EXERCISE REQUIREMENTS: Pick the lines holding the string "total" out of the records and copy them.

(Collected data)
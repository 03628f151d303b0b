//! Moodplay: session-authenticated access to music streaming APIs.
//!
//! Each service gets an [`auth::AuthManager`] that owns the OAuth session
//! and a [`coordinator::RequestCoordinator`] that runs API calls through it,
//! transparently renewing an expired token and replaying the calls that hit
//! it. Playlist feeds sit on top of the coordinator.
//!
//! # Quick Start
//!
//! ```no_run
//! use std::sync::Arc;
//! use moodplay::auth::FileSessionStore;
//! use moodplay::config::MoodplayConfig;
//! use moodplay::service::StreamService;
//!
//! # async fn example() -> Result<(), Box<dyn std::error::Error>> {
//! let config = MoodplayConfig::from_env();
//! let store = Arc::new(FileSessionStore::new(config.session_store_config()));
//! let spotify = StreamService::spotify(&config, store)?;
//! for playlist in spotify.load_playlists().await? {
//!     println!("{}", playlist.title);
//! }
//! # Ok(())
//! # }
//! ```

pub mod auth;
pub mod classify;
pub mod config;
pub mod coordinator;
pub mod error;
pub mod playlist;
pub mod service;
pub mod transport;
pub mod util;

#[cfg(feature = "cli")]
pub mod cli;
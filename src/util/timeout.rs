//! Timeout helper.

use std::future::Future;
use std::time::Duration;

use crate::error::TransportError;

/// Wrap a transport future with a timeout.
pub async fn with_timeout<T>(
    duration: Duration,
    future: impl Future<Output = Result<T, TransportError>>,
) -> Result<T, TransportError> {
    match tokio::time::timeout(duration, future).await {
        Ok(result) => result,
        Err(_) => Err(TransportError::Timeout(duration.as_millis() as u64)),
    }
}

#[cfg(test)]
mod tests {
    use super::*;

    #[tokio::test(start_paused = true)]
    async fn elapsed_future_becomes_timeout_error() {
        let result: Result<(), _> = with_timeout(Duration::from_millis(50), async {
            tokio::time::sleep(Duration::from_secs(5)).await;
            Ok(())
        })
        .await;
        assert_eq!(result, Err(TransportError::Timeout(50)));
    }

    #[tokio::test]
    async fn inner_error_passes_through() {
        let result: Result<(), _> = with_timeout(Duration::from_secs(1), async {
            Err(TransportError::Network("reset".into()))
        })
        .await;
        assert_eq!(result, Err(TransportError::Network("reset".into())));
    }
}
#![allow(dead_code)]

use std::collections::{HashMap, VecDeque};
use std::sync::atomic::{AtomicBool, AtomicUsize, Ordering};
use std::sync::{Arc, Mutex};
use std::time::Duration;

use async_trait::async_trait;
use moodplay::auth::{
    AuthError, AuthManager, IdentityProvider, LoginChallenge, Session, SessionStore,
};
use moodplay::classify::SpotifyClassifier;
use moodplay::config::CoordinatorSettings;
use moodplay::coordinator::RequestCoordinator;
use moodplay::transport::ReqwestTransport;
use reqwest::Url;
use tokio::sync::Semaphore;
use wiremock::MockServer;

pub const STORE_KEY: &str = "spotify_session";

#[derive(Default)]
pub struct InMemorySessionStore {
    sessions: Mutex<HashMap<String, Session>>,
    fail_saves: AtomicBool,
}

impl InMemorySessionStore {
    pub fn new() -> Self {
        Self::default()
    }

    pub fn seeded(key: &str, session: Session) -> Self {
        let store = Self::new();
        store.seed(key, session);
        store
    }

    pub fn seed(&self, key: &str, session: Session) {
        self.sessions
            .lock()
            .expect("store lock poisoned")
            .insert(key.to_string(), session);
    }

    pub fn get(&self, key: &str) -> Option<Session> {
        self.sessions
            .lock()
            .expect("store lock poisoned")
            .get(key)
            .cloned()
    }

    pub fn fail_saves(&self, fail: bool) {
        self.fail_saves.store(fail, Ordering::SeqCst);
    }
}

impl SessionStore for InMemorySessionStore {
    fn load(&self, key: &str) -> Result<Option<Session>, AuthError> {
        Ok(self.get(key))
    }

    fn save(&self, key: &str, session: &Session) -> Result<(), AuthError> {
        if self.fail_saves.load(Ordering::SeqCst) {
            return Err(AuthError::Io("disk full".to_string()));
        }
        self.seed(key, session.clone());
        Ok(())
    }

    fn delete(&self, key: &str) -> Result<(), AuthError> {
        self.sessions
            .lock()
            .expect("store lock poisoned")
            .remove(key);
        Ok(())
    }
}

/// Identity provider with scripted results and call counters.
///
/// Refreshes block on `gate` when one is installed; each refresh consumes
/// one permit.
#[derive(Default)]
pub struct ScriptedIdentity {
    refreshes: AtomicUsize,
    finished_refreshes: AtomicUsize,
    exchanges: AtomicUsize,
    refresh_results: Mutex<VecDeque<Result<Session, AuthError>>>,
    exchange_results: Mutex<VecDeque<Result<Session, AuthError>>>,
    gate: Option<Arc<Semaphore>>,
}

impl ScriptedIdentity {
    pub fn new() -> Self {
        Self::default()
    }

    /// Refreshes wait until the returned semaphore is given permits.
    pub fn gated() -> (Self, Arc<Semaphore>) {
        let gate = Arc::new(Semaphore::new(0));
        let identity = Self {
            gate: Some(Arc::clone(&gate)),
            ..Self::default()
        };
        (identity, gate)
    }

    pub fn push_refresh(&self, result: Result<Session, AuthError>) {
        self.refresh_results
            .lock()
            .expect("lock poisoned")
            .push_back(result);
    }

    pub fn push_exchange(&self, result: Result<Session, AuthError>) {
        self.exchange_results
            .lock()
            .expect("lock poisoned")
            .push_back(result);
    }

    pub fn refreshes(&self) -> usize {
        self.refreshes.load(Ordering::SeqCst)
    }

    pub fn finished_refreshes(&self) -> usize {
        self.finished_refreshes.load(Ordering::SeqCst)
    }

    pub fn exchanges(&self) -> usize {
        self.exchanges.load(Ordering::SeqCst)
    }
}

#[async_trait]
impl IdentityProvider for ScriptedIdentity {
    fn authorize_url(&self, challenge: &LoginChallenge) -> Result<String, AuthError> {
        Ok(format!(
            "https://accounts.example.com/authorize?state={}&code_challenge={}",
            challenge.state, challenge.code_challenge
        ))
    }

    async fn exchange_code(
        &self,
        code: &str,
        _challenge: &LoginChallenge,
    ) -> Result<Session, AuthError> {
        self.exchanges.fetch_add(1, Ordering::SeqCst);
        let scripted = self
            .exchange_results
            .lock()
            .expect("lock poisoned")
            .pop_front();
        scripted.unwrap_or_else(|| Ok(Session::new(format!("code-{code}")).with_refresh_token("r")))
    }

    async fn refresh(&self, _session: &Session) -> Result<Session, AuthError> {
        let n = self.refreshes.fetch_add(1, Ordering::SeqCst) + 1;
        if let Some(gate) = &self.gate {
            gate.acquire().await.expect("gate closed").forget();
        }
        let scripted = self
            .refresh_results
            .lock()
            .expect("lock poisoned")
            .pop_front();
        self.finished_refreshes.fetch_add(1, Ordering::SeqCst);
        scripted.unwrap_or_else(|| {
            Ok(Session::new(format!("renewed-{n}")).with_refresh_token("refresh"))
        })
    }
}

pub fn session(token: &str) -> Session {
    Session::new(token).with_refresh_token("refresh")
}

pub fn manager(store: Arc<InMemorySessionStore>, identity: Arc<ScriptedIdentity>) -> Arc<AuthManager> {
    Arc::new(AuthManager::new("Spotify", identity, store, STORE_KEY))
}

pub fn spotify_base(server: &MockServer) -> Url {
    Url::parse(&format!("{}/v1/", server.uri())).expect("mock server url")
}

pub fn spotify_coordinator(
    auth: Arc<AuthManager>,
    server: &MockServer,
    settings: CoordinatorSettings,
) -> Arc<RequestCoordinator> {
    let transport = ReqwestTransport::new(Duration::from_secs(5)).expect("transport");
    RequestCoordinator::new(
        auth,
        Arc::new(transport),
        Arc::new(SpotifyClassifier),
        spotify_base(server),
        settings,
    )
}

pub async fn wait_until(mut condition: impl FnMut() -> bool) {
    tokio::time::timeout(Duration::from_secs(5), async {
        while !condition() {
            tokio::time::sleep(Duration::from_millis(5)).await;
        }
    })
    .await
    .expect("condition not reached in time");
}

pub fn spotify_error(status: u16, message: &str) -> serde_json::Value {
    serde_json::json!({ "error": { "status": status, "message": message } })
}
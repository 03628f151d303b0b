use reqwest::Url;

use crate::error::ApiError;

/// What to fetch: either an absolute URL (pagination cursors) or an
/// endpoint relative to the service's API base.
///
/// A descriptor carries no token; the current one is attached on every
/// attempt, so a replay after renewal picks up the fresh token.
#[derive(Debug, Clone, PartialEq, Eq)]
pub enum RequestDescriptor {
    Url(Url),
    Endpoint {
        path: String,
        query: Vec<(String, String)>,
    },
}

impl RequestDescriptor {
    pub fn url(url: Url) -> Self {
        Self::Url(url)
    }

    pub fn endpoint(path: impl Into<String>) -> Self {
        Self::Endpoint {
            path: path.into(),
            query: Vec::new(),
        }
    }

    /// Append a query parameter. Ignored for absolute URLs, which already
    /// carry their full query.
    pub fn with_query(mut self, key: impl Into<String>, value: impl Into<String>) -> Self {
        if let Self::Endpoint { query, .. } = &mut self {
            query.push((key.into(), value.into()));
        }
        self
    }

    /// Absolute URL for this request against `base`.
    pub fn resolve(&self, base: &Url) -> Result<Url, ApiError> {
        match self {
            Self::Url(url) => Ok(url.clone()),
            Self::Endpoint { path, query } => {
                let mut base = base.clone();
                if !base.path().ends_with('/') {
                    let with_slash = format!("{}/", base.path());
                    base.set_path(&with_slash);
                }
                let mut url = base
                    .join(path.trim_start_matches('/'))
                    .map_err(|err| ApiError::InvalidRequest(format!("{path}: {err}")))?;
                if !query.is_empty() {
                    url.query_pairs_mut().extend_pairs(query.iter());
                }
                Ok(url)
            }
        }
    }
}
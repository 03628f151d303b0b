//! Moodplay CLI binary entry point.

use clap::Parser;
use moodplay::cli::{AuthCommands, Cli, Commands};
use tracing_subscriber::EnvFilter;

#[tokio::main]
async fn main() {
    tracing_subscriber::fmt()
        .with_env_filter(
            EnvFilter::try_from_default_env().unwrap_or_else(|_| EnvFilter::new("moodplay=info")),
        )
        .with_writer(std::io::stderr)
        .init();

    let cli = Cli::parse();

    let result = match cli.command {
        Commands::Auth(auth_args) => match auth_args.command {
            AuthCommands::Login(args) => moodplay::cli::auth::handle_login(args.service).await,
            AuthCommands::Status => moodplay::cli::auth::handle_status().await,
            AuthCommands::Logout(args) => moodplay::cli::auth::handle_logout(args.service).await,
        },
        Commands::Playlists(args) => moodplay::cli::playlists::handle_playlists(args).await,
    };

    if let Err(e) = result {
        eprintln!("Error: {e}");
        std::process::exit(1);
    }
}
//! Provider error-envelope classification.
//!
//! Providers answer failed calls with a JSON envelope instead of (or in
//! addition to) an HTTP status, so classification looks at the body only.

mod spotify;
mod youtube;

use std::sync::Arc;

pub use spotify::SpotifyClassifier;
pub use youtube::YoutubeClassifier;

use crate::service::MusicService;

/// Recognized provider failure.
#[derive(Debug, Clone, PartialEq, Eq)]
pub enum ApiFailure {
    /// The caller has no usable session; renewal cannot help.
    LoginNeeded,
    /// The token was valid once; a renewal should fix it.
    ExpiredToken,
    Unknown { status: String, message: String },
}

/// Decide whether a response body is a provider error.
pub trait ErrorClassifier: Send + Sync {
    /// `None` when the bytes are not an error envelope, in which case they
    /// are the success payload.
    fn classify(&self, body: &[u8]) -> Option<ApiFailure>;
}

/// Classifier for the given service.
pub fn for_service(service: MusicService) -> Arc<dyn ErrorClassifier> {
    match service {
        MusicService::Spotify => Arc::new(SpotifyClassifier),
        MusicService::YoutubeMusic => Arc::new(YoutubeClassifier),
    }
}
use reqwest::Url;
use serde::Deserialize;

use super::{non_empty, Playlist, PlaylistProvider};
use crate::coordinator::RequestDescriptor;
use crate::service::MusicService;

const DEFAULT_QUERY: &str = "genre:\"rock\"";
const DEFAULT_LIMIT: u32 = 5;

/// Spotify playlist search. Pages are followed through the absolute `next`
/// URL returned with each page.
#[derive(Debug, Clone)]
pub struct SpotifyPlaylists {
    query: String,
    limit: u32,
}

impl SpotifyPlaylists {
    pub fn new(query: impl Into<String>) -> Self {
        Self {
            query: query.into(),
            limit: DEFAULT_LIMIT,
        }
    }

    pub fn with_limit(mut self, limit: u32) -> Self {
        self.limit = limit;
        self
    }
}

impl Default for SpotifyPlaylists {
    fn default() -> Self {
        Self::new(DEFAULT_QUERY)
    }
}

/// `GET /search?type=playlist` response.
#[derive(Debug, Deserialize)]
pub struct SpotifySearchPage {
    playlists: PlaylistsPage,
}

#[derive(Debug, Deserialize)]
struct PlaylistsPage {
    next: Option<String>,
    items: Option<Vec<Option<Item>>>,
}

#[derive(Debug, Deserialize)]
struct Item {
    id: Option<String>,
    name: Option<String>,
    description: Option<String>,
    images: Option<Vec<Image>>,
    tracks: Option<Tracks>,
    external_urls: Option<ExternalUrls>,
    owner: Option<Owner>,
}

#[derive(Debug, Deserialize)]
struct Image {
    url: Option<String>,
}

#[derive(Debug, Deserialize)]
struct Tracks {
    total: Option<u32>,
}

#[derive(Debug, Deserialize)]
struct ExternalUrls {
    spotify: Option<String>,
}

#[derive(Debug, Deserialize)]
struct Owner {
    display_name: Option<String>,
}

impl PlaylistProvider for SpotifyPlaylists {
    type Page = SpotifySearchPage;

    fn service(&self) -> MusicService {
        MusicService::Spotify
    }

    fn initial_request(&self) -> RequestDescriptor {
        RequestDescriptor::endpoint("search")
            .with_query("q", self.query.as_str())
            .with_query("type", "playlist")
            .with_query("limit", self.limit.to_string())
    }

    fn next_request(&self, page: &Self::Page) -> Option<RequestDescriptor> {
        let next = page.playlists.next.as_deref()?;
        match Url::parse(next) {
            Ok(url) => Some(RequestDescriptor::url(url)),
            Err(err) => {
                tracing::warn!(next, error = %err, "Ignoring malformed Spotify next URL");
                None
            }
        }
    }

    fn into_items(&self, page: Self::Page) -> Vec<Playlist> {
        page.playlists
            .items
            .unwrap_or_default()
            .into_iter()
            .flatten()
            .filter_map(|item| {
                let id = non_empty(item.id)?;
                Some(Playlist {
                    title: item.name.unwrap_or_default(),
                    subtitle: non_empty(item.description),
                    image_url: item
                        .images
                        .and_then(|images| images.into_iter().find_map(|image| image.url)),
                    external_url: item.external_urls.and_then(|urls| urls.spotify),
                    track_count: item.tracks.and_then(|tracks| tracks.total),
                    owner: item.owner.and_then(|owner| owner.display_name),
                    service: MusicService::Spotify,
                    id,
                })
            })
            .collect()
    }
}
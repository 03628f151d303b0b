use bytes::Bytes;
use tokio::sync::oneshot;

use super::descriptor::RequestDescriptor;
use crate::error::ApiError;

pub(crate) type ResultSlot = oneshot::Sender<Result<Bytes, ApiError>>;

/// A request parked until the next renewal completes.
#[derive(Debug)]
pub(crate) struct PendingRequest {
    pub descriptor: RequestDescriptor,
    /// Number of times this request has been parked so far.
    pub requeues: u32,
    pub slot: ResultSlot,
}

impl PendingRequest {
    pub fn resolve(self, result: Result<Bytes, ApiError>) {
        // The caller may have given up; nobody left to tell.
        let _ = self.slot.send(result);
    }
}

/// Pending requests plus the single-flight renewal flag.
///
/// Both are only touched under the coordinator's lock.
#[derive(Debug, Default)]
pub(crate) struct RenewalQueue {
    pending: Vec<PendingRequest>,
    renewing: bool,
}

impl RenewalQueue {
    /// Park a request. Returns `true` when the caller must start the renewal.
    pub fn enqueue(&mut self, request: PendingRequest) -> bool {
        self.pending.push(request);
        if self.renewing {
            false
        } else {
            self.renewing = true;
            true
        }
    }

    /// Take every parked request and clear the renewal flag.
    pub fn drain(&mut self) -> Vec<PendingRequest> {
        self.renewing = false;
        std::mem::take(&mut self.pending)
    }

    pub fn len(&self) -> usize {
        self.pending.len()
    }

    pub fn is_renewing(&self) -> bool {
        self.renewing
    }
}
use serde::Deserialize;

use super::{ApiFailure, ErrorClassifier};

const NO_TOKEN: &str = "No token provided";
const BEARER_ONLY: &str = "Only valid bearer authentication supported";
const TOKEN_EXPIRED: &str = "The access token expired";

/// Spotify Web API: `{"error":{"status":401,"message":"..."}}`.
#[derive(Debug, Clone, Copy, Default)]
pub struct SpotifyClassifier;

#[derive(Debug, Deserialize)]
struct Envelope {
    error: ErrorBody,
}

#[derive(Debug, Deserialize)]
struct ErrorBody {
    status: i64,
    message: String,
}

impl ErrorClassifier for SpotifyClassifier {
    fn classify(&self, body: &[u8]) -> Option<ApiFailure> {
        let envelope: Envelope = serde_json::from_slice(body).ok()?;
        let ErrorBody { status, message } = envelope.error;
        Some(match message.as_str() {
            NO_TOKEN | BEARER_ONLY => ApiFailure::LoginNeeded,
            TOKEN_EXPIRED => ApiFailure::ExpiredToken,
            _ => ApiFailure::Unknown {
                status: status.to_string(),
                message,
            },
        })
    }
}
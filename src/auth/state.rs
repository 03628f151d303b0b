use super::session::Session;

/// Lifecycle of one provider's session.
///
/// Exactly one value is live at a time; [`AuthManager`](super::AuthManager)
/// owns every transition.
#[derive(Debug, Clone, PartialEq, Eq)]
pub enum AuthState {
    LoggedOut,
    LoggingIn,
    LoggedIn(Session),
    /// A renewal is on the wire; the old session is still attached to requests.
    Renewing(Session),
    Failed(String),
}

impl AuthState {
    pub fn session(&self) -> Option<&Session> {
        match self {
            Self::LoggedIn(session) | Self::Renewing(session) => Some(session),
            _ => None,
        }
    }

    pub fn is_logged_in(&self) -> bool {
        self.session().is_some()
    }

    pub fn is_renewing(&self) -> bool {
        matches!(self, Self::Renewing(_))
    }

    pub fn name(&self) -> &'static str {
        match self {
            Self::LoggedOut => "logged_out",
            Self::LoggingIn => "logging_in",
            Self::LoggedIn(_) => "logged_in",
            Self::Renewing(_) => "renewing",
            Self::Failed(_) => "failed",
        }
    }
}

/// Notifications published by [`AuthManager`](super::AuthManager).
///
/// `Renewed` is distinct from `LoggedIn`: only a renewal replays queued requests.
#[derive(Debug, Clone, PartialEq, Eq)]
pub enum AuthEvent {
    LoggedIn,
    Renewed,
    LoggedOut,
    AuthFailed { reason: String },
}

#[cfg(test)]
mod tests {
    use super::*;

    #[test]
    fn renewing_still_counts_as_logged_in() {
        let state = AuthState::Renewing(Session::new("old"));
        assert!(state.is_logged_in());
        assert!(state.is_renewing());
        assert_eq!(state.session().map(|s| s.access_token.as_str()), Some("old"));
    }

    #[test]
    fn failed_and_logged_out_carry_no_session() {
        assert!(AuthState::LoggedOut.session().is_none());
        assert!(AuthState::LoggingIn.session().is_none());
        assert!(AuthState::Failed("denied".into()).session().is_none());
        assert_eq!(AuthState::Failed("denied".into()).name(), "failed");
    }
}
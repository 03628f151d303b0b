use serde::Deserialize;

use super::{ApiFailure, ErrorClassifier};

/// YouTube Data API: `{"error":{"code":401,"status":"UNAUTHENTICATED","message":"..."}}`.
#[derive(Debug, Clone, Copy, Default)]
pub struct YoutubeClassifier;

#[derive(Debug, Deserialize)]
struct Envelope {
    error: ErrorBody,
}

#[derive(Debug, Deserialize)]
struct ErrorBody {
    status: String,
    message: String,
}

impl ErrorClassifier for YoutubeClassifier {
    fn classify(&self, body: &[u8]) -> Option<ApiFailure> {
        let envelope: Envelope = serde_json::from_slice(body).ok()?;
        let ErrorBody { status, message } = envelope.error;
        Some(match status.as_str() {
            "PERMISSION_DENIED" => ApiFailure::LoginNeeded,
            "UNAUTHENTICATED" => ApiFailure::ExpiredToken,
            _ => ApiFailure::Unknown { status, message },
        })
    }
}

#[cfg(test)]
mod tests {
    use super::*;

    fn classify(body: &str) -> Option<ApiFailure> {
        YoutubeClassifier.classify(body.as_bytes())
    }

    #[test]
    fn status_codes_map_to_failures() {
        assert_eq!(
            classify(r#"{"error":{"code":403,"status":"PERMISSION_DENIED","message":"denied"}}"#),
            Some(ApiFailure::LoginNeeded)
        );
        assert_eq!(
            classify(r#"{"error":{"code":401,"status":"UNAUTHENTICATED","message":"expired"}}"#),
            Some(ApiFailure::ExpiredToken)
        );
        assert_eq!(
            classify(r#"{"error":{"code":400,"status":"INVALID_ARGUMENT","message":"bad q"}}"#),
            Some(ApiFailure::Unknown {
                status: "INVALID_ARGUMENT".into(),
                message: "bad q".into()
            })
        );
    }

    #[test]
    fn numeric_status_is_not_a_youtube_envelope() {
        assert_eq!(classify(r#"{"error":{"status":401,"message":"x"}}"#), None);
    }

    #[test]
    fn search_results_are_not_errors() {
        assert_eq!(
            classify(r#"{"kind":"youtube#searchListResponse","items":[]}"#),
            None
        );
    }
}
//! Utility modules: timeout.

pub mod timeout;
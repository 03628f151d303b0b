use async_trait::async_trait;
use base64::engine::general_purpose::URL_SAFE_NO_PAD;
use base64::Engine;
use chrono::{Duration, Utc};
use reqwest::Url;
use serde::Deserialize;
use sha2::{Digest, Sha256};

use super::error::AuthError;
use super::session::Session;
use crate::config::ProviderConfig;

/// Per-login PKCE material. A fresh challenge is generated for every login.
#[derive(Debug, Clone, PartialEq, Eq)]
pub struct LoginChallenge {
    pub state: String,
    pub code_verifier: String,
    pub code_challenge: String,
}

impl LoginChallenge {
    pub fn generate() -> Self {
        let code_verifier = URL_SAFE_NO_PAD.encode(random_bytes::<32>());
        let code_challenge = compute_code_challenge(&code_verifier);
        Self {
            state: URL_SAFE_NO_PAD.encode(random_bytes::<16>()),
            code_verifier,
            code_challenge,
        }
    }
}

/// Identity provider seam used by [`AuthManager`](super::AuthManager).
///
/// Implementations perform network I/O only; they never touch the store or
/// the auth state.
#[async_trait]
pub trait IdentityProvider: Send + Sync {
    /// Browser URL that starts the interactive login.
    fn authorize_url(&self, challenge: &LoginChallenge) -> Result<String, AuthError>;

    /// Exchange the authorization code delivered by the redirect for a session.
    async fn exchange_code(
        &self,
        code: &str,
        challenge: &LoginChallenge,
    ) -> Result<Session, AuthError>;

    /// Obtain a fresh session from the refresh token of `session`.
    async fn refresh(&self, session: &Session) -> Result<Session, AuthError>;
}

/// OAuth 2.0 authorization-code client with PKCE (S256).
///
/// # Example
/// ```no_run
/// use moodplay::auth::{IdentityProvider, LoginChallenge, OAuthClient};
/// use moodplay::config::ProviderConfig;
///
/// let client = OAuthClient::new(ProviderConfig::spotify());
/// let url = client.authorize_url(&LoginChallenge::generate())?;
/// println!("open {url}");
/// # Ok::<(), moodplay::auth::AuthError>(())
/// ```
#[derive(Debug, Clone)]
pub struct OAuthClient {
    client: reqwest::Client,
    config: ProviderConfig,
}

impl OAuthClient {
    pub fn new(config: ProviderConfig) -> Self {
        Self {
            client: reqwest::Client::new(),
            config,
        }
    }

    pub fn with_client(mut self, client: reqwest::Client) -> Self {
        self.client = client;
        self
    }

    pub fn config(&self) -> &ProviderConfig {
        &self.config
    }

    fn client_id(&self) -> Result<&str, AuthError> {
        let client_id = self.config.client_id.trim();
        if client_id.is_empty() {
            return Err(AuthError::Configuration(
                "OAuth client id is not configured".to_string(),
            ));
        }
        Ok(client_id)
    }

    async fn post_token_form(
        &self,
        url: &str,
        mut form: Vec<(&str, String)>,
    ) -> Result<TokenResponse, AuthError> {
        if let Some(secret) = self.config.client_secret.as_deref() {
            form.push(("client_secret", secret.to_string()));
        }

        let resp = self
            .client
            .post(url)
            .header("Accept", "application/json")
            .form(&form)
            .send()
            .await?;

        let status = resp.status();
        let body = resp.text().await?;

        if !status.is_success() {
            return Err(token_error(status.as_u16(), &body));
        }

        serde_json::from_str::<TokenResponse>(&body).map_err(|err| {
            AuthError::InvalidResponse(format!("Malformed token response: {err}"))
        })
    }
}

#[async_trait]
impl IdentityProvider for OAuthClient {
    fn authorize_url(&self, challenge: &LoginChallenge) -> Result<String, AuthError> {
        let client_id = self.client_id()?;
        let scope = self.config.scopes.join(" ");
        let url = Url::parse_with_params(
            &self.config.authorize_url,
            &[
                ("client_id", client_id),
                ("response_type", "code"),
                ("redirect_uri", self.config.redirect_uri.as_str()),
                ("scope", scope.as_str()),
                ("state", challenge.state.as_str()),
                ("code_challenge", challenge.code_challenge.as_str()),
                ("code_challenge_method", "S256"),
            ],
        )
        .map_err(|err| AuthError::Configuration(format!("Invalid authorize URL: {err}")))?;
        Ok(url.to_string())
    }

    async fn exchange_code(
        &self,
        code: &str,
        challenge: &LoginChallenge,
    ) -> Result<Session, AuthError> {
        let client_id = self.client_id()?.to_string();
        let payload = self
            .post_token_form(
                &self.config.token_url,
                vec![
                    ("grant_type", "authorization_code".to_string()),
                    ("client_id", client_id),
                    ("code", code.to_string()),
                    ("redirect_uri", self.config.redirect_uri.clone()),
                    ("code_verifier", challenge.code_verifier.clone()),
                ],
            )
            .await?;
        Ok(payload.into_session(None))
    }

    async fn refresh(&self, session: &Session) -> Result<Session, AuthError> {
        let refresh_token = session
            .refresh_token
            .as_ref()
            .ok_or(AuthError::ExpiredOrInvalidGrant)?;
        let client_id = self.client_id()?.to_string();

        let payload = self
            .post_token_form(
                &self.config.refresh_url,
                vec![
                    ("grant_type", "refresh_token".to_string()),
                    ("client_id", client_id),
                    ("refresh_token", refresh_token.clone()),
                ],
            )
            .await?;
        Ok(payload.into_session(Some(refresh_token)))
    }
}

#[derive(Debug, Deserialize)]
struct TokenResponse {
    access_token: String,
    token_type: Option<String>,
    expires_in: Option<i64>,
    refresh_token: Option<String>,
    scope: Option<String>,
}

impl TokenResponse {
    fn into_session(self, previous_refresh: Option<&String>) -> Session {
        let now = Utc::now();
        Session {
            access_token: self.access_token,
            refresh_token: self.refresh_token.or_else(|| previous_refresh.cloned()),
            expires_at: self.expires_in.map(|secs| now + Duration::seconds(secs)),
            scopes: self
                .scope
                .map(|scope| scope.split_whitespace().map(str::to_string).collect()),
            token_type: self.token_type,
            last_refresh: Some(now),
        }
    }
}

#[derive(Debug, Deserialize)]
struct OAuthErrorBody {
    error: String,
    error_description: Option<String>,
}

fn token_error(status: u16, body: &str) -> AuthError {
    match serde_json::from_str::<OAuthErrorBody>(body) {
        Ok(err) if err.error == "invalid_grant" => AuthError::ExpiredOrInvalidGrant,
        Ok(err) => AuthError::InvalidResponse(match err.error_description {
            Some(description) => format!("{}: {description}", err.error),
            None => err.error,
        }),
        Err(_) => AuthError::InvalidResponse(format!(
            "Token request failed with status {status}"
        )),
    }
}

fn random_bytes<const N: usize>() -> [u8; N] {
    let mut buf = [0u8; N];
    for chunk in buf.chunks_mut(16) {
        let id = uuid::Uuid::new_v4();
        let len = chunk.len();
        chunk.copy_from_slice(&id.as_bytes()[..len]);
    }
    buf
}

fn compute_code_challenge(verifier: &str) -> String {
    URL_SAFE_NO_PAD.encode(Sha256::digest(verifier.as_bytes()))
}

WRITTEN REPLY:
    total: Option<u32>,
                    track_count: item.tracks.and_then(|tracks| tracks.total),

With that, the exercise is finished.